Exercise prompt
Find every line below with the string "target" and pick it out.
START Dataset extract
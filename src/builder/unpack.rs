//! Archive extraction.
//!
//! A fetched target is either a directory, which passes through untouched,
//! or a file, which must be a (possibly compressed) tar archive. The format
//! is sniffed from the file's magic bytes and falls back to the file name.

use std::fs::{self, File};
use std::io::{BufReader, Read};
use std::path::{Component, Path, PathBuf};

use bzip2::read::BzDecoder;
use flate2::read::GzDecoder;
use tar::Archive;

use crate::sources::acquire::PipelineContext;
use crate::util::errors::MixDownError;
use crate::util::fs::is_non_empty_dir;

/// Recognized archive suffixes, longest first so `.tar.gz` wins over `.gz`.
const SUFFIXES: &[(&str, ArchiveFormat)] = &[
    (".tar.bzip2", ArchiveFormat::Bzip2),
    (".tar.gzip", ArchiveFormat::Gzip),
    (".tar.bz2", ArchiveFormat::Bzip2),
    (".tar.gz", ArchiveFormat::Gzip),
    (".tbz2", ArchiveFormat::Bzip2),
    (".tbz", ArchiveFormat::Bzip2),
    (".tb2", ArchiveFormat::Bzip2),
    (".tgz", ArchiveFormat::Gzip),
    (".tar", ArchiveFormat::Tar),
];

/// Supported archive formats.
#[derive(Debug, Clone, Copy, PartialEq, Eq)]
pub enum ArchiveFormat {
    /// Uncompressed tar
    Tar,
    /// gzip-compressed tar
    Gzip,
    /// bzip2-compressed tar
    Bzip2,
}

impl ArchiveFormat {
    /// Guess the format from a file name or URL path.
    pub fn from_name(name: &str) -> Option<Self> {
        let lower = name.to_lowercase();
        SUFFIXES
            .iter()
            .find(|(suffix, _)| lower.ends_with(suffix))
            .map(|(_, format)| *format)
    }

    /// Detect the format from the first bytes of a file.
    pub fn sniff(header: &[u8]) -> Option<Self> {
        if header.starts_with(&[0x1f, 0x8b]) {
            Some(ArchiveFormat::Gzip)
        } else if header.starts_with(b"BZh") {
            Some(ArchiveFormat::Bzip2)
        } else if header.get(257..262) == Some(b"ustar".as_slice()) {
            Some(ArchiveFormat::Tar)
        } else {
            None
        }
    }

    /// Human-readable name used in error messages.
    pub fn describe(self) -> &'static str {
        match self {
            ArchiveFormat::Tar => "tar",
            ArchiveFormat::Gzip => "gzip-compressed tar",
            ArchiveFormat::Bzip2 => "bzip2-compressed tar",
        }
    }

    fn decoder<'a>(self, reader: impl Read + 'a) -> Box<dyn Read + 'a> {
        match self {
            ArchiveFormat::Tar => Box::new(reader),
            ArchiveFormat::Gzip => Box::new(GzDecoder::new(reader)),
            ArchiveFormat::Bzip2 => Box::new(BzDecoder::new(reader)),
        }
    }
}

/// True if the name ends in a recognized archive suffix.
pub fn is_archive_name(name: &str) -> bool {
    ArchiveFormat::from_name(name).is_some()
}

/// File name with any archive suffix removed (`zlib-1.3.tar.gz` -> `zlib-1.3`).
pub fn archive_stem(name: &str) -> &str {
    let lower = name.to_lowercase();
    for (suffix, _) in SUFFIXES {
        if lower.ends_with(suffix) && name.len() > suffix.len() {
            return name.get(..name.len() - suffix.len()).unwrap_or(name);
        }
    }
    name
}

/// Turns fetched files into directories under the build directory.
#[derive(Debug, Clone)]
pub struct Unpacker {
    build_dir: PathBuf,
}

impl Unpacker {
    pub fn new(build_dir: impl Into<PathBuf>) -> Self {
        Unpacker {
            build_dir: build_dir.into(),
        }
    }

    /// Unpack the context's current path, returning the updated context.
    pub fn unpack(&self, mut cx: PipelineContext) -> Result<PipelineContext, MixDownError> {
        if cx.current.is_dir() {
            return Ok(cx);
        }
        if !cx.current.is_file() {
            return Err(MixDownError::NotUnpackable { path: cx.current });
        }

        let dest = if cx.output_specified {
            if is_non_empty_dir(&cx.output) {
                return Err(MixDownError::OutputNotEmpty { path: cx.output });
            }
            cx.output.clone()
        } else {
            let file_name = cx
                .current
                .file_name()
                .map(|n| n.to_string_lossy().into_owned())
                .unwrap_or_else(|| cx.target.clone());
            self.build_dir.join(archive_stem(&file_name))
        };

        cx.current = extract_archive(&cx.current, &dest)?;
        Ok(cx)
    }
}

/// Extract `archive` into `dest` and return the source root.
///
/// Entries are extracted into a staging directory next to `dest`, which
/// replaces `dest` only once every entry is out. A corrupt archive leaves
/// `dest` as it was. When the archive holds a single top-level directory
/// (the usual `name-version/` layout) that directory is returned, otherwise
/// `dest`.
pub fn extract_archive(archive: &Path, dest: &Path) -> Result<PathBuf, MixDownError> {
    let by_name = archive
        .file_name()
        .and_then(|n| n.to_str())
        .and_then(ArchiveFormat::from_name);

    // Plain tar has no reliable magic in old-style headers, so the name is
    // trusted for it; compressed formats must carry their magic bytes.
    let format = match (sniff_file(archive)?, by_name) {
        (Some(format), _) => format,
        (None, Some(ArchiveFormat::Tar)) => ArchiveFormat::Tar,
        (None, Some(format)) => {
            return Err(MixDownError::CorruptArchive {
                path: archive.to_path_buf(),
                format: format.describe(),
            })
        }
        (None, None) => {
            return Err(MixDownError::NotUnderstood {
                path: archive.to_path_buf(),
            })
        }
    };

    let parent = match dest.parent() {
        Some(parent) if !parent.as_os_str().is_empty() => parent,
        _ => Path::new("."),
    };
    fs::create_dir_all(parent).map_err(|e| MixDownError::io(parent, e))?;
    // Dropping the staging dir on any early return removes partial output.
    let staging = tempfile::Builder::new()
        .prefix(".mixdown-unpack-")
        .tempdir_in(parent)
        .map_err(|e| MixDownError::io(parent, e))?;

    let count = unpack_entries(archive, format, staging.path())?;
    if count == 0 {
        return Err(MixDownError::CorruptArchive {
            path: archive.to_path_buf(),
            format: format.describe(),
        });
    }

    if dest.exists() {
        tracing::debug!("Replacing {}", dest.display());
        fs::remove_dir_all(dest).map_err(|e| MixDownError::io(dest, e))?;
    }
    fs::rename(staging.path(), dest).map_err(|e| MixDownError::io(dest, e))?;

    tracing::debug!(
        "Extracted {} entries from {} to {}",
        count,
        archive.display(),
        dest.display()
    );
    source_root(dest)
}

fn sniff_file(path: &Path) -> Result<Option<ArchiveFormat>, MixDownError> {
    let file = File::open(path).map_err(|e| MixDownError::io(path, e))?;
    let mut header = Vec::with_capacity(512);
    file.take(512)
        .read_to_end(&mut header)
        .map_err(|e| MixDownError::io(path, e))?;
    Ok(ArchiveFormat::sniff(&header))
}

fn unpack_entries(
    archive_path: &Path,
    format: ArchiveFormat,
    dest: &Path,
) -> Result<usize, MixDownError> {
    let corrupt = || MixDownError::CorruptArchive {
        path: archive_path.to_path_buf(),
        format: format.describe(),
    };

    let file = File::open(archive_path).map_err(|e| MixDownError::io(archive_path, e))?;
    let mut archive = Archive::new(format.decoder(BufReader::new(file)));

    let mut count = 0;
    for entry in archive.entries().map_err(|_| corrupt())? {
        let mut entry = entry.map_err(|_| corrupt())?;
        let entry_path = entry.path().map_err(|_| corrupt())?.into_owned();

        if !is_contained(&entry_path) {
            return Err(MixDownError::UnsafeArchiveEntry {
                path: archive_path.to_path_buf(),
                entry: entry_path.display().to_string(),
            });
        }

        match entry.unpack_in(dest) {
            Ok(true) => count += 1,
            Ok(false) => {
                return Err(MixDownError::UnsafeArchiveEntry {
                    path: archive_path.to_path_buf(),
                    entry: entry_path.display().to_string(),
                })
            }
            Err(e) => {
                tracing::debug!("failed to extract {}: {}", entry_path.display(), e);
                return Err(corrupt());
            }
        }
    }

    Ok(count)
}

/// Reject absolute paths and `..` components.
fn is_contained(path: &Path) -> bool {
    path.components()
        .all(|c| matches!(c, Component::Normal(_) | Component::CurDir))
}

fn source_root(dest: &Path) -> Result<PathBuf, MixDownError> {
    let mut entries = fs::read_dir(dest)
        .map_err(|e| MixDownError::io(dest, e))?
        .filter_map(|e| e.ok())
        .map(|e| e.path());

    match (entries.next(), entries.next()) {
        (Some(only), None) if only.is_dir() => Ok(only),
        _ => Ok(dest.to_path_buf()),
    }
}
END Dataset extract
Problem solution
//! A fetched target is either a directory, which passes through untouched,
                .unwrap_or_else(|| cx.target.clone());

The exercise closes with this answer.